== EXERCISE PROMPT ==
Scan the data for "UnboundedSender" and copy each matching line.

== EXERCISE MATERIALS ==
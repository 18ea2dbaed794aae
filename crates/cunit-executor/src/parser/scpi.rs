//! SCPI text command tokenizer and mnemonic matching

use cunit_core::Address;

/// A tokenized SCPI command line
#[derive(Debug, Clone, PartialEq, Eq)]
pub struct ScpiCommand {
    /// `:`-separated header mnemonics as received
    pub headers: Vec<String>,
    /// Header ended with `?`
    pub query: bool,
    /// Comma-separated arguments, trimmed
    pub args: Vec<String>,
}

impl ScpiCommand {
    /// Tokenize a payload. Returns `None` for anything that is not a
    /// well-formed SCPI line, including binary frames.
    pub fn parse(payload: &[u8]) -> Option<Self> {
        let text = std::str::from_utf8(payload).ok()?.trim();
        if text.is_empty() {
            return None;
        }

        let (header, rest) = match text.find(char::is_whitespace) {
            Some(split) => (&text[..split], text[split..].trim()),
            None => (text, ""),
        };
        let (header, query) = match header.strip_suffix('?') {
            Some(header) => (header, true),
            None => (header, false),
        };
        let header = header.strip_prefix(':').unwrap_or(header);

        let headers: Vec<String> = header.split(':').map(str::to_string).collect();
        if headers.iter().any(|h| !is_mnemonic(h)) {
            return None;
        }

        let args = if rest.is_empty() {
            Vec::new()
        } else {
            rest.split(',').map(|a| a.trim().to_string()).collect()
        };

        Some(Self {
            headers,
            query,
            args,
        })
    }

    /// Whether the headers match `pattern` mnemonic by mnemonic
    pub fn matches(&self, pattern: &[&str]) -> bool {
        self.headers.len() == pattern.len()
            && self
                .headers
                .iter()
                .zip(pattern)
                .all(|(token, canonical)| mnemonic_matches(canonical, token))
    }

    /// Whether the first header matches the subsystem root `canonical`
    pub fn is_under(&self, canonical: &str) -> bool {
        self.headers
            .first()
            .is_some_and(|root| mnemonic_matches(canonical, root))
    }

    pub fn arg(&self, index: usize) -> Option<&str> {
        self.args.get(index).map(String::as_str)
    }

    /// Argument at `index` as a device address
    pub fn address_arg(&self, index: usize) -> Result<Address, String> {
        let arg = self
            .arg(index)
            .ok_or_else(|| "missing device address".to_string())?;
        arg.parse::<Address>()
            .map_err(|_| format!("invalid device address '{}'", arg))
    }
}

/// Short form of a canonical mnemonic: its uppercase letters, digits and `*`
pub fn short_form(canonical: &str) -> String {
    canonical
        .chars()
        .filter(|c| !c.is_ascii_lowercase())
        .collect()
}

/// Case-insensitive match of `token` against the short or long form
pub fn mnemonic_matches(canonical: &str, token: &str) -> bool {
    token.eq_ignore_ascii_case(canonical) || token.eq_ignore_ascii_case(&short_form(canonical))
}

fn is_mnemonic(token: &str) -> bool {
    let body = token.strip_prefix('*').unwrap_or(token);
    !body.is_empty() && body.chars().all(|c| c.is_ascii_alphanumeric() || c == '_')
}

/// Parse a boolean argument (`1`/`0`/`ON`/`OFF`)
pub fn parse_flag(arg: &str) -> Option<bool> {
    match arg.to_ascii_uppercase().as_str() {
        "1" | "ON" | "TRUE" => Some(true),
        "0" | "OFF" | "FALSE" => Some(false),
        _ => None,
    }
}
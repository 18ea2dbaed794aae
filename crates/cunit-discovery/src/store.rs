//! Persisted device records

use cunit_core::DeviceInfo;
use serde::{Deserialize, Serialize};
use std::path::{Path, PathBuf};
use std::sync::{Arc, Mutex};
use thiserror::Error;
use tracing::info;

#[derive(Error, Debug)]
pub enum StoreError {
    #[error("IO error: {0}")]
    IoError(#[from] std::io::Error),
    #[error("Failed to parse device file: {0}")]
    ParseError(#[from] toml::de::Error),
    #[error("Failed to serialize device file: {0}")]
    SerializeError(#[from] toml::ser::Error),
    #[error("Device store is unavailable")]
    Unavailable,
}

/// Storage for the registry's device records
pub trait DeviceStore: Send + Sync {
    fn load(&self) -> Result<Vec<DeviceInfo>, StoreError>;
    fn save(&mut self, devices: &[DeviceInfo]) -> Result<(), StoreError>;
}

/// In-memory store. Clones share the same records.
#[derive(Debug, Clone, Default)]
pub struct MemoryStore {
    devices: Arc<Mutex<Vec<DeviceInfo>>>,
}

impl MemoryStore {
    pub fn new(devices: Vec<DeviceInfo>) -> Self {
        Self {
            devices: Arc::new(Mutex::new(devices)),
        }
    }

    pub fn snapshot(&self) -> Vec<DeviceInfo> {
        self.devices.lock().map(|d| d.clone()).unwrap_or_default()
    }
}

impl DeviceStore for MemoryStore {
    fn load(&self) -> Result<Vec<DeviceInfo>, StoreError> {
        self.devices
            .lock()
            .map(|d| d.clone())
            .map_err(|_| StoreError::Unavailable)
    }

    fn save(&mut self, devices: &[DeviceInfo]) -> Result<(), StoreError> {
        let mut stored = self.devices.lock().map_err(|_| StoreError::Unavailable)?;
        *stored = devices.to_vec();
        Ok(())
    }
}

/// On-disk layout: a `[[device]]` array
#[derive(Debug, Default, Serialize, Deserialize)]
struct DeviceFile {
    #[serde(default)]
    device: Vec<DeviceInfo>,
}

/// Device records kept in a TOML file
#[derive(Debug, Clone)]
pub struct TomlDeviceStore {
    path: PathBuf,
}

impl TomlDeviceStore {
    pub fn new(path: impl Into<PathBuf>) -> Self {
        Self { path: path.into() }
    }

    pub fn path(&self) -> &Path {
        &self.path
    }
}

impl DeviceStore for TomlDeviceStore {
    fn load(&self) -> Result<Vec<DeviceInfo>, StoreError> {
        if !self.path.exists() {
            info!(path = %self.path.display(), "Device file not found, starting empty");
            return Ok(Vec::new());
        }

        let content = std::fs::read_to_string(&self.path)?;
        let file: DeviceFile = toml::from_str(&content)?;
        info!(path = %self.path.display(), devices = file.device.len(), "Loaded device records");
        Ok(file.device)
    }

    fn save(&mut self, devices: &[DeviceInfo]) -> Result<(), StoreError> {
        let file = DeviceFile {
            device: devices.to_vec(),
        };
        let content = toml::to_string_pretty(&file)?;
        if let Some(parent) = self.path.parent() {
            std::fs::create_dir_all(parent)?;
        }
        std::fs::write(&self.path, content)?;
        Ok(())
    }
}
==
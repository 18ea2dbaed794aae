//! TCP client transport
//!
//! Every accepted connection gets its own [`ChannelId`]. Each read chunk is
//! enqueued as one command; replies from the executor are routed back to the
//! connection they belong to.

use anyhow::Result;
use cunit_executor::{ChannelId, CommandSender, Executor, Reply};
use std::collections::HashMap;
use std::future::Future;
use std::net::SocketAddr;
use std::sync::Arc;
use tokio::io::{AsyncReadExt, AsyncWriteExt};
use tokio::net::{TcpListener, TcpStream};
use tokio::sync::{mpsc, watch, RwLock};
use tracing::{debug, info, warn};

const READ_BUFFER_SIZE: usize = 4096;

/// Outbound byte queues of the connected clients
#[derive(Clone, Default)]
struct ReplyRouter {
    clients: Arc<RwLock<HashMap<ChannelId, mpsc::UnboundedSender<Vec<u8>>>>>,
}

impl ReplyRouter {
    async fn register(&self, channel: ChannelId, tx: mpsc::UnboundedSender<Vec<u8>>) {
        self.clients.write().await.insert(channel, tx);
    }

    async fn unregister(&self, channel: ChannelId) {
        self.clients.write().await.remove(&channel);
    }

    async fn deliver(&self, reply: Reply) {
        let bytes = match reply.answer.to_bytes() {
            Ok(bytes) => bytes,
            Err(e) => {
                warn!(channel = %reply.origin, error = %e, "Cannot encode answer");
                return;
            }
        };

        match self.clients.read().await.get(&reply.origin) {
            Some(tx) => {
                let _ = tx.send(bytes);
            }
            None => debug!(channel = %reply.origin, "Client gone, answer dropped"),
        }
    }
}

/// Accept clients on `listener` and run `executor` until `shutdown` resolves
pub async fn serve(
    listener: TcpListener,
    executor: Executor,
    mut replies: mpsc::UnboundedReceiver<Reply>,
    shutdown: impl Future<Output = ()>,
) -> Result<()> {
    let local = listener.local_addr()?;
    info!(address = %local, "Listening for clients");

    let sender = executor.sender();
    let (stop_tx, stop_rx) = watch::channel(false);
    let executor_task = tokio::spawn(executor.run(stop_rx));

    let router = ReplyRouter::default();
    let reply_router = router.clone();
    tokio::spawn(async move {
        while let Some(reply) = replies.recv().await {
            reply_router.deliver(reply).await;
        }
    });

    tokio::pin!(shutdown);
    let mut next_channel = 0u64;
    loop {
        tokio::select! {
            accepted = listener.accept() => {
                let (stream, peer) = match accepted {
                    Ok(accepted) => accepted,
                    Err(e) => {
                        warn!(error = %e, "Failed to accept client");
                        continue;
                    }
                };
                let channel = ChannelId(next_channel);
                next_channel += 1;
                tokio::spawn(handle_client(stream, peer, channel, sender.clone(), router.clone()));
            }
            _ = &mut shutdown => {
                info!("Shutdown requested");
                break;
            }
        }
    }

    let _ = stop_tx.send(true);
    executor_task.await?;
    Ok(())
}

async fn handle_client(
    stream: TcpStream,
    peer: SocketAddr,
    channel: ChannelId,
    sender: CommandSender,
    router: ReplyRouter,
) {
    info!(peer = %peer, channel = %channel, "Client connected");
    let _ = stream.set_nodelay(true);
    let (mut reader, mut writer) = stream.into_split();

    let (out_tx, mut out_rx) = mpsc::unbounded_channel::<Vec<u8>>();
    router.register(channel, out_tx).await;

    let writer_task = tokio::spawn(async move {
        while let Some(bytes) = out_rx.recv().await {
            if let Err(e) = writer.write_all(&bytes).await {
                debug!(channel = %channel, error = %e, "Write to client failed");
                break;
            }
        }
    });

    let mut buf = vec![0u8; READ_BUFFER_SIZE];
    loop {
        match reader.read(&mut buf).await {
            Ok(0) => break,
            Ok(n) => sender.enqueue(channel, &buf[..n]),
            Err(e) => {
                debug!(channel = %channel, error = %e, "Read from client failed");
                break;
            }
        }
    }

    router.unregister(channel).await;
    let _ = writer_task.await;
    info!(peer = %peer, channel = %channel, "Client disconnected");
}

== SOLVED PROBLEM ==
    clients: Arc<RwLock<HashMap<ChannelId, mpsc::UnboundedSender<Vec<u8>>>>>,
    async fn register(&self, channel: ChannelId, tx: mpsc::UnboundedSender<Vec<u8>>) {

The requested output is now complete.